That's a very impressive GPA, I don't think where you went to undergrad matters as much as some people think unless you go to Harvard/Yale/Stanford or to a community college on the other end. Schools will get an avg. LSAT/GPA for people from your school to compare you against.

People generally talk about the T14 (per USNEWS) although that is really tiered into HYS>>>Columbia/NYU/Chicago>>>>>>rest.

Two good resources are on the lsac.org website there is a gps/lsat calculator and also www.lawschoolnumbers.com provides real people's results.

Just make sure that you don't get too excited until you see who is and is not a minority as URM seem to get a healthy bump.


As for LSAT, the difference in a couple points means nothing as far as intelligence, but could mean everything as far as admission.

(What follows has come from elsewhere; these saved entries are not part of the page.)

/// Load, fit, report and write predictions
pub fn run(input: &Path, output_dir: Option<&Path>, config: &AnalysisConfig) -> Result<String> {
    let records: Vec<ComplexityRecord> = load_records(input)?;
    let samples = prepare(input, &records, &config.regression_exclude)?;
    if samples.is_empty() {
        return Err(AnalysisError::EmptyInput {
            path: input.to_path_buf(),
            reason: "no samples left after exclusions".to_string(),
        }
        .into());
    }

    let bar = rule('=', WIDTH);
    let mut out = format!(
        "{bar}\nCOMPLEXITY-SPEEDUP REGRESSION\n{bar}\n\nLoaded {} samples ({} excluded)\n",
        samples.len(),
        records.len() - samples.len()
    );
    out.push_str(&format!("\n{bar}\nEXPLORATORY DATA ANALYSIS\n{bar}\n"));
    out.push_str(&complexity_section(&samples));
    out.push_str(&speedup_section(&samples));
    out.push_str(&correlation_section(&samples));

    let dir = default_dir(input, output_dir);
    let exploratory_path = dir.join(chart::file_name("complexity_exploratory"));
    write_exploratory(&samples, &exploratory_path, config)?;
    out.push_str(&format!(
        "\nExploratory plots saved to: {}\n",
        exploratory_path.display()
    ));

    let outcome = predictor::evaluate(&dataset(&samples), &config.predictor);
    out.push_str(&format!("\n{bar}\nMODEL COMPARISON\n{bar}\n"));
    out.push_str(&model_table(&outcome));

    let best = outcome
        .best()
        .ok_or(predictor::PredictorError::NoUsableModel)?;
    out.push_str(&format!(
        "\n✅ Best model: {} (R² = {:.3})\n",
        best.kind.label(),
        best.r2
    ));

    let rows = predictions(&samples, &outcome)?;
    out.push_str(&format!("\n{bar}\nPREDICTIONS\n{bar}\n"));
    out.push_str(&prediction_table(&rows));

    out.push_str(&format!("\n{bar}\nHYPOTHETICAL OPERATIONS\n{bar}\n"));
    out.push_str(&hypothetical_table(&outcome)?);

    let csv_path = dir.join(format!("{}_predictions.csv", stem(input)));
    write_csv(&csv_path, &rows)?;
    let chart_path = dir.join(chart::file_name("complexity_predictions"));
    write_chart(&rows, &chart_path, config)?;
    info!(model = %best.kind, r2 = best.r2, "regression complete");

    out.push_str(&format!(
        "\nPredictions saved to: {}\nChart saved to: {}\n",
        csv_path.display(),
        chart_path.display()
    ));
    Ok(out)
}

#[cfg(test)]
mod tests {
    use super::*;

    fn rec(op: &str, complexity: f64, scale: &str, speedup: f64) -> ComplexityRecord {
        ComplexityRecord {
            operation: op.to_string(),
            complexity_score: complexity,
            scale: scale.to_string(),
            neon_speedup: speedup,
            parallel_speedup: None,
        }
    }

    fn prediction(error_pct: f64) -> Prediction {
        Prediction {
            operation: "a".into(),
            scale: "Tiny".into(),
            actual: 10.0,
            predicted: 10.0 - error_pct / 10.0,
            error_pct,
        }
    }

    #[test]
    fn test_prepare_maps_scales_and_excludes() {
        let records = vec![
            rec("gc_content", 0.3, "tiny", 10.0),
            rec("gc_content", 0.3, "VLarge", 14.0),
            rec("reverse_complement", 0.45, "large", 1.0),
        ];
        let exclude = vec!["reverse_complement".to_string()];
        let samples = prepare(Path::new("c.csv"), &records, &exclude).unwrap();
        assert_eq!(samples.len(), 2);
        assert_eq!(samples[0].features(), [0.3, 2.0]);
        assert_eq!(samples[1].scale, Scale::VeryLarge);
    }

    #[test]
    fn test_unknown_scale_is_malformed() {
        let records = vec![rec("gc_content", 0.3, "tiny", 10.0), rec("x", 0.3, "gigantic", 1.0)];
        let err = prepare(Path::new("c.csv"), &records, &[]).unwrap_err();
        match err {
            AnalysisError::MalformedRecord { row, column, value, .. } => {
                assert_eq!(row, 2);
                assert_eq!(column, "scale");
                assert_eq!(value, "gigantic");
            }
            other => panic!("unexpected error: {other}"),
        }
    }

    #[test]
    fn test_error_pct_sign() {
        assert_eq!(error_pct(10.0, 8.0), 20.0);
        assert_eq!(error_pct(10.0, 15.0), -50.0);
        assert_eq!(error_pct(0.0, 3.0), 0.0);
    }

    #[test]
    fn test_accuracy_lines() {
        let rows = vec![
            Prediction {
                operation: "a".into(),
                scale: "Tiny".into(),
                actual: 10.0,
                predicted: 9.0,
                error_pct: 10.0,
            },
            Prediction {
                operation: "b".into(),
                scale: "Large".into(),
                actual: 10.0,
                predicted: 13.0,
                error_pct: -30.0,
            },
        ];
        let text = prediction_table(&rows);
        assert!(text.contains("  Within 20%: 1/2 (50.0%)"));
        assert!(text.contains("  Within 50%: 2/2 (100.0%)"));
        assert!(text.contains("a                         Tiny          10.00×       9.00×       10.0%"));
    }

    #[test]
    fn test_accuracy_bands_include_their_edge() {
        assert!(prediction(20.0).within(20.0));
        assert!(prediction(-20.0).within(20.0));
        assert!(!prediction(20.01).within(20.0));

        let rows = vec![prediction(20.0), prediction(-50.0), prediction(60.0)];
        let text = prediction_table(&rows);
        assert!(text.contains("  Within 20%: 1/3 (33.3%)"));
        assert!(text.contains("  Within 50%: 2/3 (66.7%)"));
    }

    #[test]
    fn test_residual_is_actual_minus_predicted() {
        let p = Prediction {
            operation: "a".into(),
            scale: "Tiny".into(),
            actual: 10.0,
            predicted: 12.5,
            error_pct: -25.0,
        };
        assert_eq!(p.residual(), -2.5);
    }

    #[test]
    fn test_correlation_matrix_marks_missing_columns() {
        let records = vec![
            rec("a", 0.2, "tiny", 2.0),
            rec("b", 0.4, "small", 4.0),
            rec("c", 0.6, "large", 6.0),
        ];
        let samples = prepare(Path::new("c.csv"), &records, &[]).unwrap();
        let text = correlation_section(&samples);
        let neon_row = text.lines().find(|l| l.starts_with("neon_speedup")).unwrap();
        let cells: Vec<&str> = neon_row.split_whitespace().collect();
        assert_eq!(cells.len(), 5);
        assert_eq!(cells[1], "1.0000");
        assert_eq!(cells[3], "1.0000");
        assert_eq!(cells[4], "n/a");
    }

    #[test]
    fn test_speedup_heatmap_first_value_per_cell() {
        let records = vec![
            rec("translate", 0.7, "tiny", 1.2),
            rec("gc_content", 0.3, "tiny", 10.0),
            rec("gc_content", 0.3, "tiny", 99.0),
            rec("gc_content", 0.3, "large", 14.0),
        ];
        let samples = prepare(Path::new("c.csv"), &records, &[]).unwrap();
        let map = speedup_heatmap(&samples);
        assert_eq!(map.rows, vec!["gc_content", "translate"]);
        assert_eq!(map.columns, vec!["Tiny", "Large"]);
        assert_eq!(map.values[0], vec![10.0, 14.0]);
        assert_eq!(map.values[1][0], 1.2);
        assert!(map.values[1][1].is_nan());
    }

    #[test]
    fn test_speedup_section_descending() {
        let records = vec![
            rec("slow", 0.7, "tiny", 1.5),
            rec("fast", 0.3, "tiny", 20.0),
            rec("fast", 0.3, "large", 10.0),
        ];
        let samples = prepare(Path::new("c.csv"), &records, &[]).unwrap();
        let text = speedup_section(&samples);
        assert!(text.find("fast").unwrap() < text.find("slow").unwrap());
        assert!(text.contains("  fast                     : 15.00×"));
    }
}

I had a 3.5 in college and got a 172 on the LSAT. I got into some T14 schools, but I knew what I wanted, took the money at a lower ranked school, because i was confident I could do well enough to get the jobs I was interested in. In retrospect, maybe I should have gone to the higher school for clerkship or possible academia opportunities, but I will be happily graduating with 100k less in loans than if I went to a higher ranked school.


As for the LSAT, practice full length timed tests. Develope a strategy. With your GPA, if you're not scoring in the 170s you can probably do better. Maybe take a class if and only if you will do the assignments they tell you to do. You can do it on your own, but sometimes the structure of a class is nice.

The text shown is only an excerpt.